_Exercise objective_
Reproduce every line in the material below that holds "caps".

_Records provided_
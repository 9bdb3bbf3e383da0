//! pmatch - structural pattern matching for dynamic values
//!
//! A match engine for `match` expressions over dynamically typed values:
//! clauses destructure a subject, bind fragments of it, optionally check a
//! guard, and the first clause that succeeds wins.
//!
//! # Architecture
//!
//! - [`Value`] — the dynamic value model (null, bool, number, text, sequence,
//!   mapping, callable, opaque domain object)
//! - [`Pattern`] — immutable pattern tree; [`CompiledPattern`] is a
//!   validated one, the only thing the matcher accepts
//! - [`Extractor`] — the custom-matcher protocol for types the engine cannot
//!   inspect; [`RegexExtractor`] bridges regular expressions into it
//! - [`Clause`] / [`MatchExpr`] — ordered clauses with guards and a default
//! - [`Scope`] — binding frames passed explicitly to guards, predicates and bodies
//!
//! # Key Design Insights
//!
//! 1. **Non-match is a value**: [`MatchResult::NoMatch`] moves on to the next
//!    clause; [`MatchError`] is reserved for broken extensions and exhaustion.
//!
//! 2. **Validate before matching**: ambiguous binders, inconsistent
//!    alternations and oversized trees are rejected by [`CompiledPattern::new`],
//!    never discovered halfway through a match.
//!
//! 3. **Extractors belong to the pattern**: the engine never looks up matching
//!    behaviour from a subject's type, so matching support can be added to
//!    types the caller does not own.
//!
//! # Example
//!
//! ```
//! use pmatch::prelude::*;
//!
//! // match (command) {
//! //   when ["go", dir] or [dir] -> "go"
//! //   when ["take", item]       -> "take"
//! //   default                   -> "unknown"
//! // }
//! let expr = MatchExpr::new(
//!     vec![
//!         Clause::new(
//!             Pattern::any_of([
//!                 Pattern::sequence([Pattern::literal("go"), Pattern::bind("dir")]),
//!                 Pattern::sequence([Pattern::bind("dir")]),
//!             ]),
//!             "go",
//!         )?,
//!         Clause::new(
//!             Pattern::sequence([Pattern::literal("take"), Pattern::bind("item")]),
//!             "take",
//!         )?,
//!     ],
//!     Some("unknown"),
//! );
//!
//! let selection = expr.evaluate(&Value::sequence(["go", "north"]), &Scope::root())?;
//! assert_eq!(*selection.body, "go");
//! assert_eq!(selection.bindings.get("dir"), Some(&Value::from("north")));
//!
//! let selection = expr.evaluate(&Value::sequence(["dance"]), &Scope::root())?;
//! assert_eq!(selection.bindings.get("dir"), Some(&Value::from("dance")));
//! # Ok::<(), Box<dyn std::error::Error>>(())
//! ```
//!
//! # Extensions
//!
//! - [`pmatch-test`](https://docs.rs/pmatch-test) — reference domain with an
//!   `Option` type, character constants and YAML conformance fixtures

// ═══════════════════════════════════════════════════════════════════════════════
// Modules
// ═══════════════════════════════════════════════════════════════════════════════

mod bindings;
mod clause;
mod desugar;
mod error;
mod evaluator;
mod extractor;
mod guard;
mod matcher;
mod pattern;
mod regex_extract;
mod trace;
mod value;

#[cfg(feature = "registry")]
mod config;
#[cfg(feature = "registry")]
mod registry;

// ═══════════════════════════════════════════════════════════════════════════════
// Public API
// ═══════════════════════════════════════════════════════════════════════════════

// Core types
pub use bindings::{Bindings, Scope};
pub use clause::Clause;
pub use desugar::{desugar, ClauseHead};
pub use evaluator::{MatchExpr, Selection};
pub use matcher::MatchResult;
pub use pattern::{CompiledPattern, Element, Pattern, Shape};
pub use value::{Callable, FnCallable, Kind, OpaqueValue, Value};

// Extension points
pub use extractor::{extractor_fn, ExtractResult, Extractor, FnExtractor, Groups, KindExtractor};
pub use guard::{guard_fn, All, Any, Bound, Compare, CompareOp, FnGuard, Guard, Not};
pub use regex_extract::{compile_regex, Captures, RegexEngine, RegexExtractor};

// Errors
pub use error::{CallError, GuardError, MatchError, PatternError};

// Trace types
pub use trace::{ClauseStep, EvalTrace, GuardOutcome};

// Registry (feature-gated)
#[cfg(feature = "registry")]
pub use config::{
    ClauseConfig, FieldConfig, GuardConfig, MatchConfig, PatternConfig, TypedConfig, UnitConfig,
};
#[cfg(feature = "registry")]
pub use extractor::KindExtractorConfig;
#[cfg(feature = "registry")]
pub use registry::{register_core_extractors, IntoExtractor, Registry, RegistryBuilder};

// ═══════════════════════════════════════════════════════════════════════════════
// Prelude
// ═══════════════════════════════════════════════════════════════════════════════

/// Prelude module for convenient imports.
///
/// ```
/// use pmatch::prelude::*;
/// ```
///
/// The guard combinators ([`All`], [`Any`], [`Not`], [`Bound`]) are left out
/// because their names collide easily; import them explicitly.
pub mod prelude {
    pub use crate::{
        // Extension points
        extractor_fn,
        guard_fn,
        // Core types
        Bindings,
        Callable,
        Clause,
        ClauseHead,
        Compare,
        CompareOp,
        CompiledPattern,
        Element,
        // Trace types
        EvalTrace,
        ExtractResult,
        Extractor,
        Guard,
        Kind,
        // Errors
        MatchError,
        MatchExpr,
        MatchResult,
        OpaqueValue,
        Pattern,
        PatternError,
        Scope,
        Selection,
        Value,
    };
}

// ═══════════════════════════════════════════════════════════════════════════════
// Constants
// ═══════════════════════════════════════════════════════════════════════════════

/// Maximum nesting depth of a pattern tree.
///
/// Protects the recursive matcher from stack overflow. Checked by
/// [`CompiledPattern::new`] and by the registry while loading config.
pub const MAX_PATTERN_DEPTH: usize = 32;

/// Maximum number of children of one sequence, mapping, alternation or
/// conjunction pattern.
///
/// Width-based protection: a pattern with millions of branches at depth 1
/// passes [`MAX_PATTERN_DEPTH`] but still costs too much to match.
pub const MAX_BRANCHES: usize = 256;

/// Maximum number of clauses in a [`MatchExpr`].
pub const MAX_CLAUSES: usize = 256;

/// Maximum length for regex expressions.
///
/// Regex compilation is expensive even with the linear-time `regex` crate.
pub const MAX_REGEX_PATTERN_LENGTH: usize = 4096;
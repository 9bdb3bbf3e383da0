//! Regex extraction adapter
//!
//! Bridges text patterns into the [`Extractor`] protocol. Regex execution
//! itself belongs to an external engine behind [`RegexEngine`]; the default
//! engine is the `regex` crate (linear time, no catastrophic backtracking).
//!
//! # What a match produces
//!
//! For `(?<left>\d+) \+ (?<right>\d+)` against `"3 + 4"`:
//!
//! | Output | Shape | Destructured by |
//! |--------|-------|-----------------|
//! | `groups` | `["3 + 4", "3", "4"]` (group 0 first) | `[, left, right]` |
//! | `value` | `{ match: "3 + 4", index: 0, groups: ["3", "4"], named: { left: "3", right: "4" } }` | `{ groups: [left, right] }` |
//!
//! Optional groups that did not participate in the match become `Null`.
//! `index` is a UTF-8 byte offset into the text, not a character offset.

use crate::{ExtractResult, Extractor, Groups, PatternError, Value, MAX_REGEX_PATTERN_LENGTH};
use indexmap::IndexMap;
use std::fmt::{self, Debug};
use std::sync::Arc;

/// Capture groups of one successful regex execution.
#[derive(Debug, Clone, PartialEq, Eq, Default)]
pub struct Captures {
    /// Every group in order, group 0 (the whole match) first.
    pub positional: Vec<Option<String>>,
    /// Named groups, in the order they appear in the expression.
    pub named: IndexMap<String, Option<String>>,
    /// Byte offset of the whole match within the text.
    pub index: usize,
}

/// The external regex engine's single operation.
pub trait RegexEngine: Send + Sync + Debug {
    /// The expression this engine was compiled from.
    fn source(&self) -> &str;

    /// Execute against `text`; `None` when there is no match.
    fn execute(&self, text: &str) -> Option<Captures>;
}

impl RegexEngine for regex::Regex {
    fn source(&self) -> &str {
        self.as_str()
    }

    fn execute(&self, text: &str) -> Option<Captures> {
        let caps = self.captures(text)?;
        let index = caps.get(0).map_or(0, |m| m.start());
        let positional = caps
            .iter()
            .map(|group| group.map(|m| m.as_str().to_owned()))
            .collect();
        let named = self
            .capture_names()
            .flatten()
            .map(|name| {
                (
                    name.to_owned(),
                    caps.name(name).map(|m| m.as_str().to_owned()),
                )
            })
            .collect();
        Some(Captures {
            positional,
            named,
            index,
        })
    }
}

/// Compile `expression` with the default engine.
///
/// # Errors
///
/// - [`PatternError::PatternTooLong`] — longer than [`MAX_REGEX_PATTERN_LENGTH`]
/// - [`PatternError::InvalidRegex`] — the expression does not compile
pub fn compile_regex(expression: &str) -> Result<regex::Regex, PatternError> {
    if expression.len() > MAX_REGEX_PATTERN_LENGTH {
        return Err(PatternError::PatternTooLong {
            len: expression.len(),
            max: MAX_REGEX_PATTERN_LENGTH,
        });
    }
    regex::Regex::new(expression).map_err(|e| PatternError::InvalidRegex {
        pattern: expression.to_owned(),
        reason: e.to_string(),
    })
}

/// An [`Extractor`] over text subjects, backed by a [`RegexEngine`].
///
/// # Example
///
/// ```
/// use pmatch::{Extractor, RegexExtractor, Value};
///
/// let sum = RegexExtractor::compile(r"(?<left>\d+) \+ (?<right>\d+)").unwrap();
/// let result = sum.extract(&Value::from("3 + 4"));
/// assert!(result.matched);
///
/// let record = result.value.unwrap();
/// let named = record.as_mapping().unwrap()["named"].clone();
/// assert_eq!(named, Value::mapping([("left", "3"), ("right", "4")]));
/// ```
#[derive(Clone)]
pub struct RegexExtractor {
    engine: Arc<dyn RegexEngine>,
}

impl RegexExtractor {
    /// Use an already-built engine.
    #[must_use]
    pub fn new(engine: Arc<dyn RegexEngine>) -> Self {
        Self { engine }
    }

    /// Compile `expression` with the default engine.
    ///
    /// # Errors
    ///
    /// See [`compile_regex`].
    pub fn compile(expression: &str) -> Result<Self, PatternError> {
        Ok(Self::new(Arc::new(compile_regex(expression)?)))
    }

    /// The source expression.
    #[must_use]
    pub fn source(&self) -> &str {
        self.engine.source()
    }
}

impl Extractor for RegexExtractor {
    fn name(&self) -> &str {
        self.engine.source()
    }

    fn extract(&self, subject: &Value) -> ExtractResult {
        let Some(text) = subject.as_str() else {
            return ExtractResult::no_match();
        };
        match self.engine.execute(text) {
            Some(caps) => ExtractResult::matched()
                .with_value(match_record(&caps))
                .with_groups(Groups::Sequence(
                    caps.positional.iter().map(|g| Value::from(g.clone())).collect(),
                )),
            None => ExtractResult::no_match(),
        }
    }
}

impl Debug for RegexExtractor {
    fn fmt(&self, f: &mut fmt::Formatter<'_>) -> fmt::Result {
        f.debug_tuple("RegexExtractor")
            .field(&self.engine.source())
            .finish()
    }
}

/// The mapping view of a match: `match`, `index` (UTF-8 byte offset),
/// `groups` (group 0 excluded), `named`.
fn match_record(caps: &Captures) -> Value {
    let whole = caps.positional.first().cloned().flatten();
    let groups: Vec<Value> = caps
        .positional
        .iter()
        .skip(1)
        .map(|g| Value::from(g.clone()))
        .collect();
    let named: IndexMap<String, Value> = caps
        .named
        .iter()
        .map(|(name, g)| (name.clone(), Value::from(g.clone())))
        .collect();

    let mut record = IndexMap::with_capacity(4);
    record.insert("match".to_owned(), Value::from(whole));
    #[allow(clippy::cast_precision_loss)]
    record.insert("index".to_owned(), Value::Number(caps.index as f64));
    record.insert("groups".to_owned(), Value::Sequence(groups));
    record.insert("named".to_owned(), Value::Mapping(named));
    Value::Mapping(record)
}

_Solution for this task_
        let caps = self.captures(text)?;
        let index = caps.get(0).map_or(0, |m| m.start());
        let positional = caps
                    caps.name(name).map(|m| m.as_str().to_owned()),
            Some(caps) => ExtractResult::matched()
                .with_value(match_record(&caps))
                    caps.positional.iter().map(|g| Value::from(g.clone())).collect(),
fn match_record(caps: &Captures) -> Value {
    let whole = caps.positional.first().cloned().flatten();
    let groups: Vec<Value> = caps
    let named: IndexMap<String, Value> = caps
    record.insert("index".to_owned(), Value::Number(caps.index as f64));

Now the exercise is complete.